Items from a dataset
━━━━━━━━
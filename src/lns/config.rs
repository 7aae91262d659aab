//! LNS configuration.

use crate::budget::validate_budget;
use crate::construction::StartStrategy;
use crate::local_search::LocalSearchConfig;

#[cfg(feature = "serde")]
use serde::{Deserialize, Serialize};

/// Which selected nodes the destroy step removes.
#[derive(Debug, Clone, Copy, PartialEq, Eq, Default)]
#[cfg_attr(feature = "serde", derive(Serialize, Deserialize))]
pub enum DestroyPolicy {
    /// Endpoints of the costliest edges, rank `i` kept with probability
    /// `exp(-3 i / k)`.
    #[default]
    WorstEdges,
    /// Nodes related to a random seed node by distance and cost
    /// similarity, rank `i` kept with probability `exp(-4 i / k)`.
    Shaw,
    /// One contiguous run of the tour.
    RandomSubpath,
    /// Roulette removal weighted by mean adjacent edge length plus node
    /// cost.
    Weighted,
}

/// Configuration for Large Neighborhood Search.
///
/// # Examples
///
/// ```
/// use u_selective_tsp::lns::{DestroyPolicy, LnsConfig};
///
/// let config = LnsConfig::default()
///     .with_destroy_policy(DestroyPolicy::Shaw)
///     .with_destroy_fraction(0.25);
/// assert!(config.validate().is_ok());
/// ```
#[derive(Debug, Clone)]
pub struct LnsConfig {
    pub local_search: LocalSearchConfig,
    pub destroy_policy: DestroyPolicy,
    /// Share of the selected nodes removed per iteration, in (0, 1).
    pub destroy_fraction: f64,
    /// Descend after every repair.
    pub use_local_search: bool,
    pub start: StartStrategy,
    /// Number of destroy-repair iterations.
    pub max_iterations: Option<usize>,
    /// Wall-clock limit in milliseconds.
    pub time_limit_ms: Option<u64>,
    /// Random seed (None for a fresh one).
    pub seed: Option<u64>,
}

impl Default for LnsConfig {
    fn default() -> Self {
        Self {
            local_search: LocalSearchConfig::default(),
            destroy_policy: DestroyPolicy::WorstEdges,
            destroy_fraction: 0.3,
            use_local_search: true,
            start: StartStrategy::Random,
            max_iterations: Some(1000),
            time_limit_ms: None,
            seed: None,
        }
    }
}

impl LnsConfig {
    pub fn with_local_search(mut self, config: LocalSearchConfig) -> Self {
        self.local_search = config;
        self
    }

    pub fn with_destroy_policy(mut self, policy: DestroyPolicy) -> Self {
        self.destroy_policy = policy;
        self
    }

    pub fn with_destroy_fraction(mut self, fraction: f64) -> Self {
        self.destroy_fraction = fraction;
        self
    }

    pub fn with_local_search_enabled(mut self, enabled: bool) -> Self {
        self.use_local_search = enabled;
        self
    }

    pub fn with_start(mut self, start: StartStrategy) -> Self {
        self.start = start;
        self
    }

    pub fn with_max_iterations(mut self, n: usize) -> Self {
        self.max_iterations = Some(n);
        self
    }

    /// Sets a time limit and drops the iteration limit.
    pub fn with_time_limit_ms(mut self, ms: u64) -> Self {
        self.time_limit_ms = Some(ms);
        self.max_iterations = None;
        self
    }

    pub fn with_seed(mut self, seed: u64) -> Self {
        self.seed = Some(seed);
        self
    }

    /// Validates the configuration.
    pub fn validate(&self) -> Result<(), String> {
        validate_budget(self.time_limit_ms, self.max_iterations)?;
        if !(self.destroy_fraction > 0.0 && self.destroy_fraction < 1.0) {
            return Err(format!(
                "destroy_fraction must be in (0, 1), got {}",
                self.destroy_fraction
            ));
        }
        self.local_search.validate()
    }
}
━━━━━━━━
Task prompt:
Search the records for lines holding the word "repair", then copy each line you find.

Answer for this exercise:
    /// Descend after every repair.
    /// Number of destroy-repair iterations.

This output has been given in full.